## WORK ORDER
Copy exactly the stretch of data below from the line with "const ANGULAR_DAMPING: f32 = 2.0;" through the line with "const GROUP_RESOURCE: Group = Group::GROUP_2;", including both of those lines.

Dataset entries

______________________________

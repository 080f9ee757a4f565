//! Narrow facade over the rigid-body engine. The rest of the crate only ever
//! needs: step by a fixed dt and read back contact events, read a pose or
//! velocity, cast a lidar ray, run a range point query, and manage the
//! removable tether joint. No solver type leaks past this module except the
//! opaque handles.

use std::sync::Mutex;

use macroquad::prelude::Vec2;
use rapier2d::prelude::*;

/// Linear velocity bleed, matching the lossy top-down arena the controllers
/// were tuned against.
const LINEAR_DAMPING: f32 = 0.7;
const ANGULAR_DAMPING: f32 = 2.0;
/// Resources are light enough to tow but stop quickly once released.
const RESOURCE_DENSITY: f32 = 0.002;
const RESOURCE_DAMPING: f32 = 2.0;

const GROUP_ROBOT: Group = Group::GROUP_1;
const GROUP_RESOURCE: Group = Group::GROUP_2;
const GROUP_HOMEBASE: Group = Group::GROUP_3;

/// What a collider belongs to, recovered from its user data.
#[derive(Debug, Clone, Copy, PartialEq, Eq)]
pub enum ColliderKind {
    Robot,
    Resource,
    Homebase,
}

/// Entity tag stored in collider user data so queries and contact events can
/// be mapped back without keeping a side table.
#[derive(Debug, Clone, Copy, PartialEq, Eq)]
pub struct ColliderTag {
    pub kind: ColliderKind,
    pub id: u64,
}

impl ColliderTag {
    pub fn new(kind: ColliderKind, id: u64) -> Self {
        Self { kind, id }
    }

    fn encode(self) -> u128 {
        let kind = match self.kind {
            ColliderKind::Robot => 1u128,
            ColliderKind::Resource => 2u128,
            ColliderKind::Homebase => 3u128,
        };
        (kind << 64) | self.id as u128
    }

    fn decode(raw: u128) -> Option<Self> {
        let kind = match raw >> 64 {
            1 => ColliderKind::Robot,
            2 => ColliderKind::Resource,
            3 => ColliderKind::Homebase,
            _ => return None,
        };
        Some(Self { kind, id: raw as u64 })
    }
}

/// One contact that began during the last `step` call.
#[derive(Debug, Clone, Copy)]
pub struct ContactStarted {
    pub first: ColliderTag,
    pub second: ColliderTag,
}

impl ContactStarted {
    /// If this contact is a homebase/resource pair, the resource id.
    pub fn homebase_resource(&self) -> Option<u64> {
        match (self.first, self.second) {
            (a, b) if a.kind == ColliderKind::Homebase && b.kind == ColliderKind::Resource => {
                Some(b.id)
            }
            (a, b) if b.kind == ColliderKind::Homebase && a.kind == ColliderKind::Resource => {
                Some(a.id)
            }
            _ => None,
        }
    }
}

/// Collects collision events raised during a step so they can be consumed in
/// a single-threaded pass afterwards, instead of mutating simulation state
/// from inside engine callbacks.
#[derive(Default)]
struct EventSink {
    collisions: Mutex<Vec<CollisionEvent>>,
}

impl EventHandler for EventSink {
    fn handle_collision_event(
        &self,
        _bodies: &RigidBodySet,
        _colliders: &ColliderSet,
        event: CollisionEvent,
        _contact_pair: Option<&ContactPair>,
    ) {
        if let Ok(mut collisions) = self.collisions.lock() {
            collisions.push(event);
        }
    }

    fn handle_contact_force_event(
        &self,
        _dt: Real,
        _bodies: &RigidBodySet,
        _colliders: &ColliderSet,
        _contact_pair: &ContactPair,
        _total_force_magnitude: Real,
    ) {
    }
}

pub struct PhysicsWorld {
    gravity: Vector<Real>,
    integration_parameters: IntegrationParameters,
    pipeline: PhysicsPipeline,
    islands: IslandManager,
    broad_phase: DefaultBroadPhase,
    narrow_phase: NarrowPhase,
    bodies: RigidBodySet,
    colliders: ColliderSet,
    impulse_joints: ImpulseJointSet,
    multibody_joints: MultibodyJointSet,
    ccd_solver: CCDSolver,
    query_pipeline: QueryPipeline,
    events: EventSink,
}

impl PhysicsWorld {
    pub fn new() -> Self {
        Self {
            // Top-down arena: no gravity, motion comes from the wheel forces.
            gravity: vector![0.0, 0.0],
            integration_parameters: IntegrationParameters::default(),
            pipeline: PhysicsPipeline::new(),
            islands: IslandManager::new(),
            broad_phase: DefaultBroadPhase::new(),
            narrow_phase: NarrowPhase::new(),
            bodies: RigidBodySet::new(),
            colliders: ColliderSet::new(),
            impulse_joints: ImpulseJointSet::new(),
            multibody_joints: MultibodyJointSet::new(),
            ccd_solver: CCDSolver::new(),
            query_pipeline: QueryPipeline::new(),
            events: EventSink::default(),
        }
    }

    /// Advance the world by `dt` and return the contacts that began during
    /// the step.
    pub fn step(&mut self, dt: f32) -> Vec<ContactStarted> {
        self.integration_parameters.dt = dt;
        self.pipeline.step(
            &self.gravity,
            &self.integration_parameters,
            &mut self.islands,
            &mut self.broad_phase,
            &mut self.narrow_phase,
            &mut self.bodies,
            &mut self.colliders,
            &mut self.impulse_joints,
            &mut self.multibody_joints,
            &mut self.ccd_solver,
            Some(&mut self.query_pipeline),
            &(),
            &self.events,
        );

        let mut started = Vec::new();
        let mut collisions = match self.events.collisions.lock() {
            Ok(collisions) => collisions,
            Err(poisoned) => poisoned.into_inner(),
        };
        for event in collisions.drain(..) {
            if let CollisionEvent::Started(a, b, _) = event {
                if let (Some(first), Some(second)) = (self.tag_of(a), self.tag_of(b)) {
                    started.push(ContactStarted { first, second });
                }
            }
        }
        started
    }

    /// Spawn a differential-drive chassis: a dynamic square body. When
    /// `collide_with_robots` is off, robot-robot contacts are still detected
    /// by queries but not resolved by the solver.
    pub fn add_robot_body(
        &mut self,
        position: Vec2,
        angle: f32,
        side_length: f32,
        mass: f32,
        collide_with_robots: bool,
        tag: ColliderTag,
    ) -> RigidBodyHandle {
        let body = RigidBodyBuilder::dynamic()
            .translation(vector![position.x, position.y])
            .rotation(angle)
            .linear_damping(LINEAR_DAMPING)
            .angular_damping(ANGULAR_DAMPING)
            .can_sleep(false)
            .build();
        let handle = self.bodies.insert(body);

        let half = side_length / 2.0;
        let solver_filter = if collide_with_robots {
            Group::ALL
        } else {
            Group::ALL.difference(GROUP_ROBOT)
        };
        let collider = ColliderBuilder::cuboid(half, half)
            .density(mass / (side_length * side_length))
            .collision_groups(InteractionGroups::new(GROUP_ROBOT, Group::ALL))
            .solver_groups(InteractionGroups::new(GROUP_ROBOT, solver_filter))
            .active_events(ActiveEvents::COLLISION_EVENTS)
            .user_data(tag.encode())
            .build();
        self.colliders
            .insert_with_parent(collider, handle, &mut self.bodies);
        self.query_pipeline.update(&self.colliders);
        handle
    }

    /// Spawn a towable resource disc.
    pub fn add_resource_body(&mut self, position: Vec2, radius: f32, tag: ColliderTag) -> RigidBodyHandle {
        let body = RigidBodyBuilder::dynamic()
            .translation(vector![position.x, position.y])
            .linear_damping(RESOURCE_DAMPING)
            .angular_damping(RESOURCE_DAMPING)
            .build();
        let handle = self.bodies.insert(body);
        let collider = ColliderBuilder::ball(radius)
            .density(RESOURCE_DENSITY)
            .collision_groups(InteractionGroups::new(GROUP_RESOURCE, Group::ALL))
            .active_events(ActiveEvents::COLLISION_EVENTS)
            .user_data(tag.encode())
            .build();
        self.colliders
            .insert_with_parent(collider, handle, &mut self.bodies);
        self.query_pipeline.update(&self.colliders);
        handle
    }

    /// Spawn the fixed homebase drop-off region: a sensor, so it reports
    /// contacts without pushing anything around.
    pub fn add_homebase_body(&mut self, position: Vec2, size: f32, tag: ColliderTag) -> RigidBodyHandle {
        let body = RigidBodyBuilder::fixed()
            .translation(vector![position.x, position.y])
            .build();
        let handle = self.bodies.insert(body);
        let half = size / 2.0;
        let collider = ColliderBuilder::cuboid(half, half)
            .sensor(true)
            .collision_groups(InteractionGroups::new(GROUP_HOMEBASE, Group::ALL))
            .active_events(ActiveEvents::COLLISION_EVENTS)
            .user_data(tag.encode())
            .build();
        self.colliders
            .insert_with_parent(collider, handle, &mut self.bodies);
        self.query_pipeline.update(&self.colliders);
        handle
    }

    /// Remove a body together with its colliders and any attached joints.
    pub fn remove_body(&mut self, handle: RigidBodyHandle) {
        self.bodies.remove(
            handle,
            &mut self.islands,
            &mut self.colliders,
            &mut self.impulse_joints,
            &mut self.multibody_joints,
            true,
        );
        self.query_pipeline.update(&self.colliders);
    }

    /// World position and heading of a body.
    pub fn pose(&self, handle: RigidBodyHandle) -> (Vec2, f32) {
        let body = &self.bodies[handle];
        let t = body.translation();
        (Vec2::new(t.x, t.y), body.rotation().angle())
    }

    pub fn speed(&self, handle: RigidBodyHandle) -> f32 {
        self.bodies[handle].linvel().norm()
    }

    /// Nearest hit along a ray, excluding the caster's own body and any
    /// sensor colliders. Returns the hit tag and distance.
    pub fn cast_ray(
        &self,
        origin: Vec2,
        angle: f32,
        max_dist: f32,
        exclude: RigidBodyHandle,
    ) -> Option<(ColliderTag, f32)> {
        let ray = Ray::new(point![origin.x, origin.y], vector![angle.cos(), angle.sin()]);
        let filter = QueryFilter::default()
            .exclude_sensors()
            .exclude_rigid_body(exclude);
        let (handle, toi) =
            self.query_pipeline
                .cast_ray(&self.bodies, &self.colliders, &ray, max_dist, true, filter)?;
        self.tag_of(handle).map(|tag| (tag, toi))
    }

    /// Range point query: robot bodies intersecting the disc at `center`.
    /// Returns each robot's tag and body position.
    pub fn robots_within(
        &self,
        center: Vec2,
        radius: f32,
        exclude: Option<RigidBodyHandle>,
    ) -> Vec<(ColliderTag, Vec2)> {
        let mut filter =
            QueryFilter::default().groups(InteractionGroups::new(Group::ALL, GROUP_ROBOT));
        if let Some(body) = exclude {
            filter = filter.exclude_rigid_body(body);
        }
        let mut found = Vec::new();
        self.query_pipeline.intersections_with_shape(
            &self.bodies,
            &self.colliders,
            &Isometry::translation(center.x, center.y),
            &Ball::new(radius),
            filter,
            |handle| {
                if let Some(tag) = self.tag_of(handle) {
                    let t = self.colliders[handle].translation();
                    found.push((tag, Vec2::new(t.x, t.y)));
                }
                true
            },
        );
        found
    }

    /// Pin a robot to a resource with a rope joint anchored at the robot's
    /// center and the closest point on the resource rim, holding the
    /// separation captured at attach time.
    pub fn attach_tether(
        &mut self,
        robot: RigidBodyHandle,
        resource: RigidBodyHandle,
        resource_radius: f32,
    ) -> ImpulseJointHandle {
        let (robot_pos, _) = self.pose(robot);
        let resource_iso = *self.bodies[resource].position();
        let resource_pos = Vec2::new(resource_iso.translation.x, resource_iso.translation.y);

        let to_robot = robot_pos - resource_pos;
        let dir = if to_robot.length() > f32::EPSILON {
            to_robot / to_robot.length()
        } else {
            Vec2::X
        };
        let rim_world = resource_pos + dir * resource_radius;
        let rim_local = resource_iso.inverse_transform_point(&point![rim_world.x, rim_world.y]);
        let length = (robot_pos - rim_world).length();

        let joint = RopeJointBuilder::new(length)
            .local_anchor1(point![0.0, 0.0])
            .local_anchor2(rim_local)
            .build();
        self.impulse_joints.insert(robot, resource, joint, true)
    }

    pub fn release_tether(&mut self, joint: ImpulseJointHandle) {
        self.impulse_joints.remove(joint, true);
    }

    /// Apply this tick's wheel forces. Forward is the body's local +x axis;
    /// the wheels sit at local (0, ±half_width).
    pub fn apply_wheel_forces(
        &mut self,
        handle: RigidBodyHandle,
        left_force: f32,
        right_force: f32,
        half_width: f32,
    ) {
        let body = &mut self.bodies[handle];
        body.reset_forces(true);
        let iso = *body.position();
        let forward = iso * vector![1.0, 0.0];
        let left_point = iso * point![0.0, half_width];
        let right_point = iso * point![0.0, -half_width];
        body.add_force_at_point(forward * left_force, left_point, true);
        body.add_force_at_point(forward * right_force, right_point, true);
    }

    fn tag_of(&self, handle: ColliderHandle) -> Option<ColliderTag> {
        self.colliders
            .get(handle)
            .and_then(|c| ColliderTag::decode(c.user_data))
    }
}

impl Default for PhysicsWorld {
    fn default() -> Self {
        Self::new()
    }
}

______________________________

## TASK RESPONSE
const ANGULAR_DAMPING: f32 = 2.0;
/// Resources are light enough to tow but stop quickly once released.
const RESOURCE_DENSITY: f32 = 0.002;
const RESOURCE_DAMPING: f32 = 2.0;

const GROUP_ROBOT: Group = Group::GROUP_1;
const GROUP_RESOURCE: Group = Group::GROUP_2;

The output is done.